The enterprise market is a bit more aware of what the spam threat means to the work environment and actively seeking to address the threat, Kraft said. Enterprises are concerned about spam for various reasons; one of the most obvious ones being the effect getting rid of spam has on productivity. An ActiveState white paper on E-mail threats cites Gartner Group research that shows businesses would experience a 30 per cent savings in the time employees spent managing e-mail if it rid itself of spam.
“”It takes anywhere from five to 10 seconds to identify a spam message and delete it,”” Kraft said. “”When you multiply that by the average number of spam messages received by individuals and by the number of employees in the company, those numbers become very large and significant.””
Other enterprise concerns are tied to the amount of time IT help desks have to spend responding to employee spam-related concerns as well as bandwidth consumption.
The enterprise spam filtering software space has seen a big vendor shake out over the last year, Kraft said. The spammers have been aggressively evolving the nature of their messages, making them harder to spot. Older or simpler technologies which relied on real time blackhole lists or other simple cataloguing methods are falling by the way side, he said.

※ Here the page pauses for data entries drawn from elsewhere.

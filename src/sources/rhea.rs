use crate::archive::TarCompression;
use crate::domain::{DataSourceId, VersionCatalog};
use crate::error::DataSourceError;
use crate::recipe::{ExtractStep, Fetch, FormatSpec, Recipe, TableInput};
use crate::table::ReadOptions;
use crate::transfer::Transfer;

use super::{DataSource, doi, parse_release, release_number};

const PROPERTIES_URL: &str = "https://ftp.expasy.org/databases/rhea/rhea-release.properties";
const OLD_RELEASES_URL: &str = "https://ftp.expasy.org/databases/rhea/old_releases";
const RELEASE_PATTERN: &str = r"rhea\.release\.number=(\d+)";
const FIRST_RELEASE: u32 = 126;
const CITATION: &str = "10.1021/acs.jcim.0c00675";
const SMILES_FILE: &str = "rhea-reaction-smiles.tsv";

/// Rhea reaction SMILES, one archived release per version.
#[derive(Debug, Clone, Copy, Default)]
pub struct Rhea;

impl Rhea {
    pub fn catalog_up_to(latest: u32) -> VersionCatalog {
        (FIRST_RELEASE..=latest)
            .map(|release| (format!("v_release_{release}"), doi(CITATION)))
            .collect()
    }
}

impl DataSource for Rhea {
    fn id(&self) -> DataSourceId {
        DataSourceId::RheaReaction
    }

    fn supported_versions(&self, transfer: &dyn Transfer) -> Result<VersionCatalog, DataSourceError> {
        let properties = transfer.fetch_text(PROPERTIES_URL)?;
        let latest = release_number(RELEASE_PATTERN, &properties, "the Rhea release properties")?;
        Ok(Self::catalog_up_to(latest))
    }

    fn recipe(&self, version: &str) -> Option<Recipe> {
        let release = parse_release(version)?;
        let archive = format!("{release}.tar.bz2");
        Some(
            Recipe::new(
                version,
                vec![Fetch::url(format!("{OLD_RELEASES_URL}/{archive}"), archive.clone())],
                FormatSpec::Tables {
                    inputs: vec![TableInput::new(SMILES_FILE, ReadOptions::tsv().no_header())],
                    provenance: None,
                    rename: vec![("0", "id"), ("1", "reaction_smiles")],
                    post: Vec::new(),
                },
            )
            .with_extracts(vec![ExtractStep::TarMember {
                archive,
                compression: TarCompression::Bzip2,
                member: format!("{release}/tsv/{SMILES_FILE}"),
                output: SMILES_FILE.to_string(),
            }]),
        )
    }
}

#[cfg(test)]
mod tests {
    use super::*;

    #[test]
    fn catalog_starts_at_release_126() {
        let catalog = Rhea::catalog_up_to(128);
        assert_eq!(
            catalog.versions().collect::<Vec<_>>(),
            vec!["v_release_126", "v_release_127", "v_release_128"]
        );
        assert!(Rhea::catalog_up_to(100).is_empty());
    }

    #[test]
    fn recipe_reads_the_smiles_member() {
        let recipe = Rhea.recipe("v_release_130").unwrap();
        assert_eq!(
            recipe.downloads[0].source,
            crate::recipe::UrlSource::Static(
                "https://ftp.expasy.org/databases/rhea/old_releases/130.tar.bz2".to_string()
            )
        );
        assert_matches::assert_matches!(
            &recipe.extracts[0],
            ExtractStep::TarMember { member, .. } if member == "130/tsv/rhea-reaction-smiles.tsv"
        );
    }
}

“”Spammers are able to morph their messages very quickly now and do different things,”” Kraft said. “”They’re able to change what might fundamentally be one message into thousands of potential messages that would need to be catalogued. “”
So instead, solutions such as ActiveState’s PureMessage now sit on the server that interfaces between the public Internet and the enterprise network, filtering incoming and outgoing e-mails using a combination of heuristics, spam directories, and spam signatures. The program then deals with suspicious e-mail according to enterprise-set spam policies.
The responsibility for deciding what to do with spam will always ultimately reside with the end user, Murphy said, because they should have control over their own e-mail. Products like the Norton Internet Security 2003 software can alleviate the spam problem but not get rid of it completely, he said, since few end users would be happy about a third party just deleting their e-mails, spam or otherwise.